Pour les gestionnaires habitués à la supervision visuelle de leurs employés, dans un environnement de travail de 9 à 5, ils doivent s’ajuster à ce nouveau mode de fonctionnement, même s’ils peuvent y trouver une dévalorisation de leur travail.Ces mêmes gestionnaires doivent mieux identifier leurs objectifs et leurs résultats, plutôt que d’imposer une façon d’y arriver. « Au-delà de 40 ans, dit-on dans ce documentaire, peu de gestionnaires changent d’avis, démontrant ainsi que la résistance au changement est bien réelle ».  

Quant aux employés, eux-mêmes en télétravail, ils sont heureux d’utiliser leur temps plus efficacement. Il y a d’une part, l’élimination du stress et de la fatigue grâce à la suppression des trajets, et d’autre part, plus de responsabilisation, de liberté et de bien-être des salariés. En revanche, il faut bien gérer la proximité entre lieux de travail et lieux d’habitation familiale.

Tania Saba, professeure titulaire de la Chaire BMO en diversité et gouvernance, Université de Montréal | Crédit: ONF

Certains intervenants craignent le « miroir aux alouettes » du télétravail, alléguant la précarisation du travail et les inégalités sociales qui s’y développent. 

Le documentaire nous apprend aussi des informations inédites : « Statistiques Canada avait déjà montré que la capacité de travail autour de l’économie canadienne se situe autour de 40 % des postes pouvant se faire à distance, dont 60 % dans le secteur public », affirme Tania Saba, professeure titulaire de la chaire BMO en biodiversité et gouvernance à l’Université de Montréal.  « Avant la pandémie, dit-elle, on ne s’attendait pas à un tel engouement pour le télétravail ».

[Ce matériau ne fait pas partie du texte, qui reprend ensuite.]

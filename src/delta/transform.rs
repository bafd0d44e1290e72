//! Transform: rebase a concurrent changeset over this one

use super::attributes;
use super::builder::DeltaBuilder;
use super::op::{Op, OpKind, OpType, RetainPayload};
use super::Delta;

impl Delta {
    /// Rewrite `other`, made concurrently with `self` against the same base,
    /// so that it applies after `self`.
    ///
    /// `priority` says whether `self` happened first: it decides which insert
    /// goes in front at a shared position and whose attribute values win.
    ///
    /// # Example
    ///
    /// ```rust
    /// use deltakit_core::Delta;
    ///
    /// let a = Delta::builder().insert("a").build();
    /// let b = Delta::builder().insert("b").build();
    ///
    /// assert_eq!(a.transform(&b, true), Delta::builder().retain(1).insert("b").build());
    /// assert_eq!(a.transform(&b, false), Delta::builder().insert("b").build());
    /// ```
    pub fn transform(&self, other: &Delta, priority: bool) -> Delta {
        let mut this_iter = self.iter();
        let mut other_iter = other.iter();
        let mut delta = DeltaBuilder::with_capacity(other.ops.len());

        while this_iter.has_next() || other_iter.has_next() {
            if this_iter.peek_type() == OpType::Insert
                && (priority || other_iter.peek_type() != OpType::Insert)
            {
                delta.retain(this_iter.next_op().len());
                continue;
            }
            if other_iter.peek_type() == OpType::Insert {
                delta.push(other_iter.next_op());
                continue;
            }

            let length = this_iter.peek_length().min(other_iter.peek_length());
            let this_op = this_iter.next(length);
            let other_op = other_iter.next(length);

            // Our delete already removed whatever they retained or deleted
            if this_op.is_delete() {
                continue;
            }
            if other_op.is_delete() {
                delta.push(other_op);
                continue;
            }

            let attributes = attributes::transform(
                this_op.attributes.as_ref(),
                other_op.attributes.as_ref(),
                priority,
            );
            let payload = match (this_op.kind, other_op.kind) {
                (
                    OpKind::Retain(RetainPayload::Delta(this_inner)),
                    OpKind::Retain(RetainPayload::Delta(other_inner)),
                ) => {
                    let inner = this_inner.transform(&other_inner, priority);
                    if inner.is_empty() {
                        RetainPayload::Count(1)
                    } else {
                        RetainPayload::Delta(inner)
                    }
                }
                (_, OpKind::Retain(RetainPayload::Delta(other_inner))) => {
                    RetainPayload::Delta(other_inner)
                }
                _ => RetainPayload::Count(length),
            };
            delta.push(Op::retain(payload).with_attributes(attributes));
        }

        delta.build()
    }

    /// Where `index` ends up after this changeset is applied.
    ///
    /// With `priority`, an insert exactly at `index` leaves it in place;
    /// without, the index is pushed past the insert.
    pub fn transform_position(&self, index: usize, priority: bool) -> usize {
        let mut iter = self.iter();
        let mut index = index;
        let mut offset = 0;
        while iter.has_next() && offset <= index {
            let length = iter.peek_length();
            let next_type = iter.peek_type();
            iter.next_op();
            match next_type {
                OpType::Delete => {
                    index -= length.min(index - offset);
                    continue;
                }
                OpType::Insert if offset < index || !priority => {
                    index += length;
                }
                _ => {}
            }
            offset += length;
        }
        index
    }
}

#[cfg(test)]
mod tests {
    use super::*;
    use crate::delta::AttributeMap;
    use serde_json::{json, Value};

    fn attrs(value: Value) -> AttributeMap {
        value.as_object().cloned().unwrap()
    }

    #[test]
    fn test_insert_plus_insert() {
        let a = Delta::builder().insert("A").build();
        let b = Delta::builder().insert("B").build();
        assert_eq!(a.transform(&b, true), Delta::builder().retain(1).insert("B").build());
        assert_eq!(a.transform(&b, false), Delta::builder().insert("B").build());
    }

    #[test]
    fn test_insert_plus_retain() {
        let a = Delta::builder().insert("A").build();
        let b = Delta::builder()
            .retain_with(1, attrs(json!({"bold": true, "color": "red"})))
            .build();
        let expected = Delta::builder()
            .retain(1)
            .retain_with(1, attrs(json!({"bold": true, "color": "red"})))
            .build();
        assert_eq!(a.transform(&b, true), expected);
    }

    #[test]
    fn test_insert_plus_delete() {
        let a = Delta::builder().insert("A").build();
        let b = Delta::builder().delete(1).build();
        assert_eq!(a.transform(&b, true), Delta::builder().retain(1).delete(1).build());
    }

    #[test]
    fn test_delete_plus_insert() {
        let a = Delta::builder().delete(1).build();
        let b = Delta::builder().insert("B").build();
        assert_eq!(a.transform(&b, true), Delta::builder().insert("B").build());
    }

    #[test]
    fn test_delete_plus_retain() {
        let a = Delta::builder().delete(1).build();
        let b = Delta::builder()
            .retain_with(1, attrs(json!({"bold": true, "color": "red"})))
            .build();
        assert_eq!(a.transform(&b, true), Delta::new());
    }

    #[test]
    fn test_delete_plus_delete() {
        let a = Delta::builder().delete(1).build();
        let b = Delta::builder().delete(1).build();
        assert_eq!(a.transform(&b, true), Delta::new());
    }

    #[test]
    fn test_retain_plus_insert() {
        let a = Delta::builder().retain_with(1, attrs(json!({"color": "blue"}))).build();
        let b = Delta::builder().insert("B").build();
        assert_eq!(a.transform(&b, true), Delta::builder().insert("B").build());
    }

    #[test]
    fn test_retain_plus_retain() {
        let a = Delta::builder().retain_with(1, attrs(json!({"color": "blue"}))).build();
        let b = Delta::builder()
            .retain_with(1, attrs(json!({"bold": true, "color": "red"})))
            .build();
        assert_eq!(
            a.transform(&b, true),
            Delta::builder().retain_with(1, attrs(json!({"bold": true}))).build()
        );
        assert_eq!(b.transform(&a, true), Delta::new());
    }

    #[test]
    fn test_retain_plus_retain_without_priority() {
        let a = Delta::builder().retain_with(1, attrs(json!({"color": "blue"}))).build();
        let b = Delta::builder()
            .retain_with(1, attrs(json!({"bold": true, "color": "red"})))
            .build();
        assert_eq!(
            a.transform(&b, false),
            Delta::builder()
                .retain_with(1, attrs(json!({"bold": true, "color": "red"})))
                .build()
        );
        assert_eq!(
            b.transform(&a, false),
            Delta::builder().retain_with(1, attrs(json!({"color": "blue"}))).build()
        );
    }

    #[test]
    fn test_retain_plus_delete() {
        let a = Delta::builder().retain_with(1, attrs(json!({"color": "blue"}))).build();
        let b = Delta::builder().delete(1).build();
        assert_eq!(a.transform(&b, true), Delta::builder().delete(1).build());
    }

    #[test]
    fn test_alternating_edits() {
        let a = Delta::builder().retain(2).insert("si").delete(5).build();
        let b = Delta::builder().retain(1).insert("e").delete(5).retain(1).insert("ow").build();
        assert_eq!(
            a.transform(&b, false),
            Delta::builder().retain(1).insert("e").delete(1).retain(2).insert("ow").build()
        );
        assert_eq!(
            b.transform(&a, false),
            Delta::builder().retain(2).insert("si").delete(1).build()
        );
    }

    #[test]
    fn test_conflicting_appends() {
        let a = Delta::builder().retain(3).insert("aa").build();
        let b = Delta::builder().retain(3).insert("bb").build();
        assert_eq!(
            a.transform(&b, true),
            Delta::builder().retain(5).insert("bb").build()
        );
        assert_eq!(
            b.transform(&a, false),
            Delta::builder().retain(3).insert("aa").build()
        );
    }

    #[test]
    fn test_prepend_and_append() {
        let a = Delta::builder().insert("aa").build();
        let b = Delta::builder().retain(3).insert("bb").build();
        assert_eq!(
            a.transform(&b, false),
            Delta::builder().retain(5).insert("bb").build()
        );
        assert_eq!(b.transform(&a, false), Delta::builder().insert("aa").build());
    }

    #[test]
    fn test_trailing_deletes_with_differing_lengths() {
        let a = Delta::builder().retain(2).delete(1).build();
        let b = Delta::builder().delete(3).build();
        assert_eq!(a.transform(&b, false), Delta::builder().delete(2).build());
        assert_eq!(b.transform(&a, false), Delta::new());
    }

    #[test]
    fn test_nested_insert_plus_insert() {
        let inner_a = Delta::builder().insert("a").build();
        let inner_b = Delta::builder().insert("b").build();
        let a = Delta::builder().insert(inner_a).build();
        let b = Delta::builder().insert(inner_b.clone()).build();
        assert_eq!(
            a.transform(&b, true),
            Delta::builder().retain(1).insert(inner_b.clone()).build()
        );
        assert_eq!(a.transform(&b, false), Delta::builder().insert(inner_b).build());
    }

    #[test]
    fn test_nested_insert_plus_retain() {
        let inner_b = Delta::builder().insert("b").build();
        let a = Delta::builder().insert(Delta::builder().insert("a").build()).build();
        let b = Delta::builder()
            .retain_with(inner_b.clone(), attrs(json!({"bold": true, "color": "red"})))
            .build();
        let expected = Delta::builder()
            .retain(1)
            .retain_with(inner_b, attrs(json!({"bold": true, "color": "red"})))
            .build();
        assert_eq!(a.transform(&b, true), expected);
    }

    #[test]
    fn test_nested_insert_plus_delete() {
        let a = Delta::builder().insert(Delta::builder().insert("a").build()).build();
        let b = Delta::builder().delete(2).build();
        assert_eq!(a.transform(&b, false), Delta::builder().retain(1).delete(2).build());
    }

    #[test]
    fn test_nested_retain_plus_retain() {
        let a = Delta::builder().retain(Delta::builder().insert("a").build()).build();
        let b = Delta::builder()
            .retain_with(
                Delta::builder().insert("b").build(),
                attrs(json!({"bold": true, "color": "red"})),
            )
            .build();

        let expected_priority = Delta::builder()
            .retain_with(
                Delta::builder().retain(1).insert("b").build(),
                attrs(json!({"bold": true, "color": "red"})),
            )
            .build();
        assert_eq!(a.transform(&b, true), expected_priority);

        let expected = Delta::builder()
            .retain_with(
                Delta::builder().insert("b").build(),
                attrs(json!({"bold": true, "color": "red"})),
            )
            .build();
        assert_eq!(a.transform(&b, false), expected);
    }

    #[test]
    fn test_nested_retain_against_count_retain_stays_count() {
        let a = Delta::builder().retain(Delta::builder().insert("a").build()).build();
        let b = Delta::builder().retain_with(1, attrs(json!({"bold": true}))).build();
        assert_eq!(
            a.transform(&b, false),
            Delta::builder().retain_with(1, attrs(json!({"bold": true}))).build()
        );
    }

    #[test]
    fn test_nested_retains_cancelling_out_collapse_to_count() {
        let a = Delta::builder()
            .retain(Delta::builder().delete(1).build())
            .build();
        let b = Delta::builder()
            .retain_with(
                Delta::builder().delete(1).build(),
                attrs(json!({"bold": true})),
            )
            .build();
        assert_eq!(
            a.transform(&b, false),
            Delta::builder().retain_with(1, attrs(json!({"bold": true}))).build()
        );
    }

    #[test]
    fn test_immutability() {
        let a1 = Delta::builder().insert("A").build();
        let a2 = a1.clone();
        let b1 = Delta::builder().insert("B").build();
        let b2 = b1.clone();
        let expected = Delta::builder().retain(1).insert("B").build();
        assert_eq!(a1.transform(&b1, true), expected);
        assert_eq!(a1, a2);
        assert_eq!(b1, b2);
    }

    #[test]
    fn test_transform_position_insert_before() {
        let delta = Delta::builder().insert("A").build();
        assert_eq!(delta.transform_position(2, false), 3);
    }

    #[test]
    fn test_transform_position_insert_before_with_priority() {
        let delta = Delta::builder().insert("A").build();
        assert_eq!(delta.transform_position(0, true), 0);
        assert_eq!(delta.transform_position(0, false), 1);
    }

    #[test]
    fn test_transform_position_insert_after() {
        let delta = Delta::builder().retain(2).insert("A").build();
        assert_eq!(delta.transform_position(1, false), 1);
    }

    #[test]
    fn test_transform_position_delete_before_and_across() {
        let delta = Delta::builder().delete(2).build();
        assert_eq!(delta.transform_position(4, false), 2);
        let delta = Delta::builder().retain(1).delete(4).build();
        assert_eq!(delta.transform_position(2, false), 1);
    }

    #[test]
    fn test_transform_position_delete_after() {
        let delta = Delta::builder().retain(2).delete(2).build();
        assert_eq!(delta.transform_position(1, false), 1);
    }

    #[test]
    fn test_transform_position_insert_and_delete() {
        let delta = Delta::builder().retain(2).insert("A").delete(2).build();
        assert_eq!(delta.transform_position(2, false), 3);
        assert_eq!(delta.transform_position(3, true), 3);
        assert_eq!(delta.transform_position(4, false), 3);
    }

    #[test]
    fn test_transform_position_nested_units_count_once() {
        let delta = Delta::builder()
            .insert(Delta::builder().insert("long nested text").build())
            .build();
        assert_eq!(delta.transform_position(0, false), 1);
    }
}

Procéder à une analyse des avantages et des inconvénients du télétravail reste à faire, considérant aussi que les changements technologiques sont plus rapides que l’évolution de l’organisation du travail. À cela s’ajoutent d’autres volets sociaux importants, tels l’impact du télétravail sur le milieu urbain et le marché immobilier. Et plus encore, le manque de lien et l’isolement ressenti par certains employés vis-à-vis de leur lieu de travail, leur sentiment d’appartenance envers leur employeur et la culture de l’entreprise.

En revanche, l’autonomie dans la planification et dans les horaires de travail favorise une meilleure conciliation entre vie professionnelle et vie personnelle. Aujourd’hui, l’adoption de formule hybride du travail renforce la confiance et l’attractivité des entreprises souhaitant recruter de jeunes employés. 

Depuis la projection du film « Travailler autrement » en première canadienne le 28 février 2024 au Rendez-vous Québec Cinéma à Montréal et le lendemain, à Vancouver dans le cadre des 30Rendez-vous du cinéma québécois et francophone de Visions Ouest Productions, Julien Capraro sait aujourd’hui qu’il ne pourra se limiter à un court-métrage de cinq minutes s’il devait pousser plus loin sa réflexion et l’ouvrir davantage sur les relations entre le travail, la ville et l’urbanisme. À suivre.